Image recognition is the task of identifying the objects of interest within an image and recognizing which category or class they belong to. Hence, the technique in image recognition may include the project of image classification and the project of object localization. Generally, image classification involves assigning a class label to the image, whereas object localization involves drawing a bounding box around one or more objects of interest in the image. To recognize the object(s) in the bounding box, the project of object localization may further broaden to locate the presence of object(s) with the bounding box and types or classes of the located objects in the image; such process may be called object detection.
Artificial intelligence has been applied in the field of image recognition. While different methods evolved over time, machine learning, in particular deep learning technology, has achieved significant successes in many image understanding tasks. Deep learning technology can analyze data with a logic structure similar to how a human would draw conclusions, and such applications use a layered structure of algorithms called an artificial neural network (ANN). The design of ANN is inspired by the biological neural network of the human brain, leading to a process of learning that's far more capable than that of standard machine learning models. In general, the successes of deep learning technology can credit to the development of efficient computing hardware and the advancement of sophisticated algorithms, and deep learning technology has thus provided a strong capacity to address substantial unstructured data.
In typical image recognition, an input image may be sequentially processed through a detection process, a classification process, and a metadata management process. In some commercialized examples, such as Google Photos, the image recognition service may automatically analyze photos and identify various visual features and subjects. By doing so, users can search for valuable information in the recognized images, such as who the people are, where the place is, and what the things are in the image. In the commercialized examples, the accuracy of image recognition can be improved by machine learning algorithms. Or in some advanced applications, a number of pre-trained deep learning algorithms or models can be utilized to classify the objects in photos. Therefore, how to efficiently select the models to detect and classify the objects in the photos should be considered.
In order to improve the efficiency of the image recognition, some embodiments of the present disclosure provide an image processing system with scalable models, which may select appropriate models for object detection and classification. Therefore, not only can the image be recognized efficiently, but the detection accuracy and the classification accuracy can both be improved since the selected models have exactly corresponded to the specification of the images and the objects therein. Such outstanding classification result may provide precise information for the use of image retrieval.
In some embodiments of the present disclosure, the image processing system with scalable models includes one or more computing devices, which are used to implement the tasks of image recognition. In some embodiments, the computing devices include a graphic analysis environment in which one or more applications or programs are executed thereon. For example, the application or the program executed on the computing devices may allow the users to input the images that have just been captured. For instance, the images captured by consumer electronics such as smartphone cameras or digital cameras can be real-time recognized. The integration of the camera function and image recognition may make the images classified properly and easy to view and check.
In other embodiments, the images are accessed from user-end or far-end storage devices.

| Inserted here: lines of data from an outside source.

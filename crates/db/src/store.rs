//! Result store on the `job_records` table.

use async_trait::async_trait;
use sqlx::{FromRow, PgPool};
use taskhub_core::error::CoreError;
use taskhub_core::job::{JobKind, JobRecord, JobStatus, StatusId};
use taskhub_core::types::{JobId, Timestamp};
use taskhub_jobs::ResultStore;
use uuid::Uuid;

/// Column list for `job_records` queries.
const COLUMNS: &str = "\
    id, kind, status_id, result, error_message, \
    created_at, started_at, finished_at, updated_at";

/// Terminal statuses: success, failure.
const TERMINAL_STATUSES: [StatusId; 2] = [
    JobStatus::Success as StatusId,
    JobStatus::Failure as StatusId,
];

/// A row from the `job_records` table.
#[derive(Debug, Clone, FromRow)]
struct JobRecordRow {
    id: Uuid,
    kind: String,
    status_id: StatusId,
    result: Option<serde_json::Value>,
    error_message: Option<String>,
    created_at: Timestamp,
    started_at: Option<Timestamp>,
    finished_at: Option<Timestamp>,
    updated_at: Timestamp,
}

impl TryFrom<JobRecordRow> for JobRecord {
    type Error = CoreError;

    fn try_from(row: JobRecordRow) -> Result<Self, Self::Error> {
        let kind = JobKind::from_name(&row.kind)
            .ok_or_else(|| CoreError::Storage(format!("unknown job kind '{}'", row.kind)))?;
        let status = JobStatus::from_id(row.status_id)
            .ok_or_else(|| CoreError::Storage(format!("unknown status id {}", row.status_id)))?;

        Ok(JobRecord {
            id: JobId::from(row.id),
            kind,
            status,
            result: row.result,
            error: row.error_message,
            created_at: row.created_at,
            started_at: row.started_at,
            finished_at: row.finished_at,
            updated_at: row.updated_at,
        })
    }
}

fn storage(err: sqlx::Error) -> CoreError {
    CoreError::Storage(err.to_string())
}

/// Result store backed by Postgres.
///
/// `put` is one upsert whose `WHERE` clause encodes the lifecycle rule, so
/// concurrent writers cannot move a record backwards or out of a terminal
/// status.
pub struct PgResultStore {
    pool: PgPool,
}

impl PgResultStore {
    pub fn new(pool: PgPool) -> Self {
        Self { pool }
    }
}

#[async_trait]
impl ResultStore for PgResultStore {
    async fn put(&self, record: JobRecord) -> Result<(), CoreError> {
        let result = sqlx::query(
            "INSERT INTO job_records \
                 (id, kind, status_id, result, error_message, \
                  created_at, started_at, finished_at, updated_at) \
             VALUES ($1, $2, $3, $4, $5, $6, $7, $8, $9) \
             ON CONFLICT (id) DO UPDATE SET \
                 status_id = EXCLUDED.status_id, \
                 result = EXCLUDED.result, \
                 error_message = EXCLUDED.error_message, \
                 started_at = EXCLUDED.started_at, \
                 finished_at = EXCLUDED.finished_at, \
                 updated_at = EXCLUDED.updated_at \
             WHERE job_records.status_id NOT IN ($10, $11) \
               AND EXCLUDED.status_id >= job_records.status_id",
        )
        .bind(*record.id.as_uuid())
        .bind(record.kind.as_str())
        .bind(record.status.id())
        .bind(&record.result)
        .bind(&record.error)
        .bind(record.created_at)
        .bind(record.started_at)
        .bind(record.finished_at)
        .bind(record.updated_at)
        .bind(TERMINAL_STATUSES[0])
        .bind(TERMINAL_STATUSES[1])
        .execute(&self.pool)
        .await
        .map_err(storage)?;

        if result.rows_affected() == 0 {
            let current = self.get(&record.id).await?;
            return Err(CoreError::InvalidTransition {
                id: record.id.to_string(),
                from: current.status,
                to: record.status,
            });
        }
        Ok(())
    }

    async fn get(&self, id: &JobId) -> Result<JobRecord, CoreError> {
        let query = format!("SELECT {COLUMNS} FROM job_records WHERE id = $1");
        sqlx::query_as::<_, JobRecordRow>(&query)
            .bind(*id.as_uuid())
            .fetch_optional(&self.pool)
            .await
            .map_err(storage)?
            .ok_or_else(|| CoreError::job_not_found(id))?
            .try_into()
    }

    async fn remove(&self, id: &JobId) -> Result<(), CoreError> {
        sqlx::query("DELETE FROM job_records WHERE id = $1")
            .bind(*id.as_uuid())
            .execute(&self.pool)
            .await
            .map_err(storage)?;
        Ok(())
    }

    async fn purge_finished_before(&self, cutoff: Timestamp) -> Result<u64, CoreError> {
        let result = sqlx::query(
            "DELETE FROM job_records \
             WHERE status_id IN ($1, $2) AND finished_at < $3",
        )
        .bind(TERMINAL_STATUSES[0])
        .bind(TERMINAL_STATUSES[1])
        .bind(cutoff)
        .execute(&self.pool)
        .await
        .map_err(storage)?;
        Ok(result.rows_affected())
    }
}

These storage devices can be the components of consumer electronics or centralized servers such as cloud servers. The abovementioned computing devices including the graphic analysis environment can be consumer electronics such as smart phones, personal computers, PDAs, or the like. In the case that the image recognition is running on far-end computing devices, the computing tasks can be executed by centralized computer servers which have incredible computing power. These centralized computer servers usually may provide the graphic analysis environment that is able to accommodate a large volume of requests from connected systems while also managing who has access to the resources, when they can access them, and under what conditions.

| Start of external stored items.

use serde_json::{json, Value};

use super::HandlerConfig;
use crate::error::HandlerError;

/// SIMPLE: wait the configured delay, then echo the input.
pub(super) async fn run(value: i64, config: &HandlerConfig) -> Result<Value, HandlerError> {
    if !config.simple_delay.is_zero() {
        tokio::time::sleep(config.simple_delay).await;
    }
    Ok(json!(value))
}
use std::sync::Arc;

use crate::broker::{Broker, MemoryBroker};
use crate::store::{MemoryResultStore, ResultStore};

/// The pair of shared resources every other component is built on.
///
/// Cheaply cloneable; both halves are behind `Arc`.
#[derive(Clone)]
pub struct Backend {
    pub broker: Arc<dyn Broker>,
    pub store: Arc<dyn ResultStore>,
}

impl Backend {
    pub fn new(broker: Arc<dyn Broker>, store: Arc<dyn ResultStore>) -> Self {
        Self { broker, store }
    }

    /// In-process backend. Only workers running in the same process can
    /// consume the queue.
    pub fn in_memory() -> Self {
        Self::new(
            Arc::new(MemoryBroker::new()),
            Arc::new(MemoryResultStore::new()),
        )
    }
}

In order to enhance the quality of the first image 100, in some embodiments, the first image 100 can be resampled to generate the second image 200 at the very beginning of the analysis process. The second image 200 can have a resampled resolution greater than the native resolution in pixel number. For example, in the case of the first image 100 having a native resolution of 640×480 pixels, the second image 200 can be resampled to have a resampled resolution of 1280×960 pixels. In other words, the first image can be upsampled in the resampling operation by a magnification ratio such as 2×.
In some embodiments, the resampling operation or the upsampling operation includes the operation to perform a super-resolution (SR) process on the first image to form the second image having a resolution greater than the native resolution. To be more detailed, the super-resolution process is the process of recovering high-resolution (HR) images (e.g., the second image 200 having the resampled resolution) from low-resolution (LR) images (e.g., the first image 100 having the native resolution), and thus the low-resolution images are upscaled accordingly. In some embodiments of the present disclosure, the super-resolution process is trained by deep learning techniques. That is, deep learning techniques can be used to generate the high-resolution image when given the low-resolution image, and by using supervised machine learning approaches as the functions from low-resolution images to high-resolution images can be mapped from a large number of given examples. In other words, there can be several super-resolution models that are trained with low-resolution images as input and high-resolution images as targets. The mapping function learned by these models is the inverse of a downgrade function that transforms high-resolution images into low-resolution images.
To implement the resampling operation, the super-resolution models can be selected depending on the characteristics of the models. For example, there are some established super-resolution models that are quality-oriented such as ESRGAN, RealSR, EDSR, and RCAN; some established super-resolution models are arbitrary super-resolution magnification ratio such as Meta-SR and, LIIF, and UltraSR; and some established resolution models are comparatively more effective such as RFDN and PAN.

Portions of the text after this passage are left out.